“It has happened in Cebu and in General Santos City — it won’t be long before arresting critics for online posts becomes a national policy that could throw us back to the dark days of Marcosian martial rule.”
By EMILY VITAL
MANILA – Human rights alliance Karapatan condemned the arrest and detention of a 55-year-old teacher and her son over charges of inciting to sedition and disobedience.
In a statement, Karapatan Secretary General Cristina Palabay said the warrantless arrest of public school teacher Juliet Espinosa in General Santos City “sets a dangerous pretext for a crackdown on dissent amid the government’s continuing militarist response to the 2019 coronavirus disease (COVID-19) pandemic.”
Espinosa, who used a different name on social media, allegedly published on Facebook a post urging people without food to proceed to Lagao Gym. Her son was arrested along with her for allegedly resisting his mother’s arrest and is being charged with disobedience to authority.
“The people have all the right to criticize the government’s incompetence and demand services. Teacher Juliet is not alone in her sentiments: the poor, street vendors, tricycle and jeepney drivers, the homeless, workers, and farmers are grumbling at this regime’s callousness to the people’s suffering while displaying its fascist ruthlessness to anyone who dares to speak up against its idiotic policies,” Palabay said.
Karapatan is alarmed that “the government is now testing the waters in going after online dissent, especially with the State’s emergency power to arbitrarily define and penalize ‘fake news.’”
“It has happened in Cebu and in General Santos City — it won’t be long before arresting critics for online posts becomes a national policy that could throw us back to the dark days of Marcosian martial rule,” Palabay said.
Last week, 24-year-old rapper Brandon Perang was made to apologize to Cebu Governor Gwendolyn Garcia for posting negative comments on social media.
Act on legitimate demands
In a separate statement, ACT Teachers Rep. France Castro called for the immediate release of Espinosa and her son.
Castro said authorities should treat such online posts as urgent wake-up calls for them to fulfill their responsibility to provide food and basic necessities to constituents. “It is a cry for help, NOT a cry of sedition,” Castro said.

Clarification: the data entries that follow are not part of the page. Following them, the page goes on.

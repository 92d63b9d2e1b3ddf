use criterion::{BenchmarkGroup, Throughput, measurement::WallTime};
use harness::Codec;
use storage::Fixture;

/// Registers decode, encode and hash tree root of `fixture` under `codec`'s name.
///
/// Panics if the codec cannot handle the fixture, so a broken codec never produces numbers.
pub fn bench_codec<C: Codec>(group: &mut BenchmarkGroup<'_, WallTime>, codec: &C, fixture: &Fixture) {
    let object = codec.decode(&fixture.bytes).expect("fixture decodes");
    let root = codec.hash_tree_root(&object).expect("object hashes");
    assert_eq!(root, *fixture.digest.as_bytes(), "{} disagrees on {}", codec.name(), fixture.id);

    let name = format!("{}/{}", codec.name(), fixture.id.preset);
    group.throughput(Throughput::Bytes(fixture.bytes.len() as u64));

    group.bench_function(format!("{name}/decode"), |b| {
        b.iter(|| codec.decode(&fixture.bytes).expect("fixture decodes"))
    });
    group.bench_function(format!("{name}/encode"), |b| {
        b.iter(|| codec.encode(&object).expect("object encodes"))
    });
    group.bench_function(format!("{name}/hash_tree_root"), |b| {
        b.iter(|| codec.hash_tree_root(&object).expect("object hashes"))
    });
}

The teachers’ representative called on the national government and local government units to act on the people’s most urgent demands. She noted that there has been no unequivocal policy or commitment for sustained financial and material assistance especially for the elderly, sickly, and persons with disability.
“We believe that these are some of the urgent things that the national government must ensure. The national government MUST stop with the NCR-focused COVID response,” she further said.
Castro cautioned the General Santos local government against pursuing the charges against the two.
“Such actions at a time of a worsening pandemic will certainly be viewed as heartless on the part of the local government and police, and on the part of the national government which laid down the conditions for widespread uncertainty and hunger among the populace,” the legislator said.